::: Records to use :::

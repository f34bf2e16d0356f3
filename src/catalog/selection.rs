//! Selection engine - ranks catalog entries against weighted criteria
//! to pick the active ensemble for a domain.

use std::collections::{BTreeSet, HashMap};
use std::sync::Arc;

use serde::{Deserialize, Serialize};
use tracing::debug;

use crate::models::{ComponentKey, ComponentMetadata, EntityType};
use crate::trust::TrustLevel;

use super::CatalogEntry;

/// Scoring weights. Accuracy dominates, latency second, capability
/// overlap takes the remainder; trust and provider preference are flat
/// bonuses on top.
const WEIGHT_ACCURACY: f64 = 0.5;
const WEIGHT_LATENCY: f64 = 0.3;
const WEIGHT_CAPABILITY: f64 = 0.2;
const BONUS_TRUSTED: f64 = 0.05;
const BONUS_PREFERRED: f64 = 0.05;

#[derive(Debug, thiserror::Error)]
pub enum SelectionError {
    #[error("invalid selection criteria: {0}")]
    InvalidCriteria(String),
}

/// Criteria supplied per domain; value object with no identity.
#[derive(Debug, Clone, PartialEq, Serialize, Deserialize)]
pub struct SelectionCriteria {
    #[serde(default)]
    pub min_accuracy: f64,
    #[serde(default = "default_max_latency_ms")]
    pub max_latency_ms: f64,
    #[serde(default)]
    pub preferred_providers: Vec<String>,
    #[serde(default)]
    pub required_capabilities: BTreeSet<EntityType>,
    /// Verdicts below this level fail the hard filter.
    #[serde(default = "default_min_trust")]
    pub min_trust: TrustLevel,
    #[serde(default = "default_min_models")]
    pub min_models: usize,
    #[serde(default = "default_max_models")]
    pub max_models: usize,
}

fn default_max_latency_ms() -> f64 {
    1_000.0
}
fn default_min_trust() -> TrustLevel {
    TrustLevel::Unverified
}
fn default_min_models() -> usize {
    1
}
fn default_max_models() -> usize {
    3
}

impl Default for SelectionCriteria {
    fn default() -> Self {
        Self {
            min_accuracy: 0.0,
            max_latency_ms: default_max_latency_ms(),
            preferred_providers: Vec::new(),
            required_capabilities: BTreeSet::new(),
            min_trust: default_min_trust(),
            min_models: default_min_models(),
            max_models: default_max_models(),
        }
    }
}

impl SelectionCriteria {
    pub fn validate(&self) -> Result<(), SelectionError> {
        if !(0.0..=1.0).contains(&self.min_accuracy) {
            return Err(SelectionError::InvalidCriteria(format!(
                "min_accuracy {} outside [0, 1]",
                self.min_accuracy
            )));
        }
        if self.max_latency_ms <= 0.0 {
            return Err(SelectionError::InvalidCriteria(
                "max_latency_ms must be positive".to_string(),
            ));
        }
        if self.min_models == 0 {
            return Err(SelectionError::InvalidCriteria(
                "min_models must be at least 1".to_string(),
            ));
        }
        if self.max_models < self.min_models {
            return Err(SelectionError::InvalidCriteria(format!(
                "max_models {} below min_models {}",
                self.max_models, self.min_models
            )));
        }
        Ok(())
    }
}

/// One ranked selection result.
#[derive(Debug, Clone)]
pub struct SelectedComponent {
    pub metadata: Arc<ComponentMetadata>,
    pub score: f64,
    pub trust: TrustLevel,
}

/// Ordered selection result. `under_target` is set when hard filters
/// left fewer than `min_models` candidates - a policy outcome, not an
/// error.
#[derive(Debug, Clone)]
pub struct SelectionOutcome {
    pub components: Vec<SelectedComponent>,
    pub under_target: bool,
}

impl SelectionOutcome {
    pub fn keys(&self) -> Vec<ComponentKey> {
        self.components
            .iter()
            .map(|c| c.metadata.key.clone())
            .collect()
    }
}

/// Weighted score for one candidate. Pure; exposed for diagnostics.
pub fn score_component(
    metadata: &ComponentMetadata,
    criteria: &SelectionCriteria,
    trust: TrustLevel,
) -> f64 {
    let accuracy = metadata.performance.accuracy.clamp(0.0, 1.0);

    // Latency relative to the criteria ceiling: 1.0 at zero latency,
    // 0.0 at or beyond the ceiling.
    let latency = (1.0 - metadata.performance.latency_ms / criteria.max_latency_ms).clamp(0.0, 1.0);

    let capability = if criteria.required_capabilities.is_empty() {
        1.0
    } else {
        let overlap = criteria
            .required_capabilities
            .intersection(&metadata.capabilities)
            .count();
        overlap as f64 / criteria.required_capabilities.len() as f64
    };

    let mut score =
        accuracy * WEIGHT_ACCURACY + latency * WEIGHT_LATENCY + capability * WEIGHT_CAPABILITY;
    if trust == TrustLevel::Trusted {
        score += BONUS_TRUSTED;
    }
    if criteria
        .preferred_providers
        .iter()
        .any(|p| p == &metadata.key.provider)
    {
        score += BONUS_PREFERRED;
    }
    score
}

fn passes_hard_filters(
    metadata: &ComponentMetadata,
    criteria: &SelectionCriteria,
    trust: TrustLevel,
) -> bool {
    trust >= criteria.min_trust
        && trust != TrustLevel::Blocked
        && metadata.performance.accuracy >= criteria.min_accuracy
        && metadata.performance.latency_ms <= criteria.max_latency_ms
        && criteria
            .required_capabilities
            .iter()
            .all(|c| metadata.capabilities.contains(c))
}

/// Rank `entries` against `criteria`.
///
/// Candidates failing hard filters are dropped; survivors are sorted by
/// score descending with ties broken by catalog insertion sequence so
/// repeated selection over unchanged inputs is reproducible. When fewer
/// than `min_models` survive, the best failing-soft candidates are NOT
/// pulled back in - the outcome is simply flagged `under_target`.
pub(super) fn select(
    entries: Vec<CatalogEntry>,
    criteria: &SelectionCriteria,
    trust_levels: &HashMap<ComponentKey, TrustLevel>,
) -> SelectionOutcome {
    let mut scored: Vec<(SelectedComponent, u64)> = entries
        .into_iter()
        .filter_map(|entry| {
            let trust = trust_levels
                .get(&entry.metadata.key)
                .copied()
                .unwrap_or(TrustLevel::Unverified);
            if !passes_hard_filters(&entry.metadata, criteria, trust) {
                debug!(
                    "Selection filtered out {} (trust {})",
                    entry.metadata.key,
                    trust.as_str()
                );
                return None;
            }
            let score = score_component(&entry.metadata, criteria, trust);
            Some((
                SelectedComponent {
                    metadata: entry.metadata,
                    score,
                    trust,
                },
                entry.seq,
            ))
        })
        .collect();

    scored.sort_by(|(a, seq_a), (b, seq_b)| {
        b.score
            .partial_cmp(&a.score)
            .unwrap_or(std::cmp::Ordering::Equal)
            .then(seq_a.cmp(seq_b))
    });

    let under_target = scored.len() < criteria.min_models;
    let components: Vec<SelectedComponent> = scored
        .into_iter()
        .take(criteria.max_models)
        .map(|(c, _)| c)
        .collect();

    SelectionOutcome {
        components,
        under_target,
    }
}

:::

Work order =
Check the data for the word "domain" and pull out the lines that have it.

Task output =
//! to pick the active ensemble for a domain.
/// Criteria supplied per domain; value object with no identity.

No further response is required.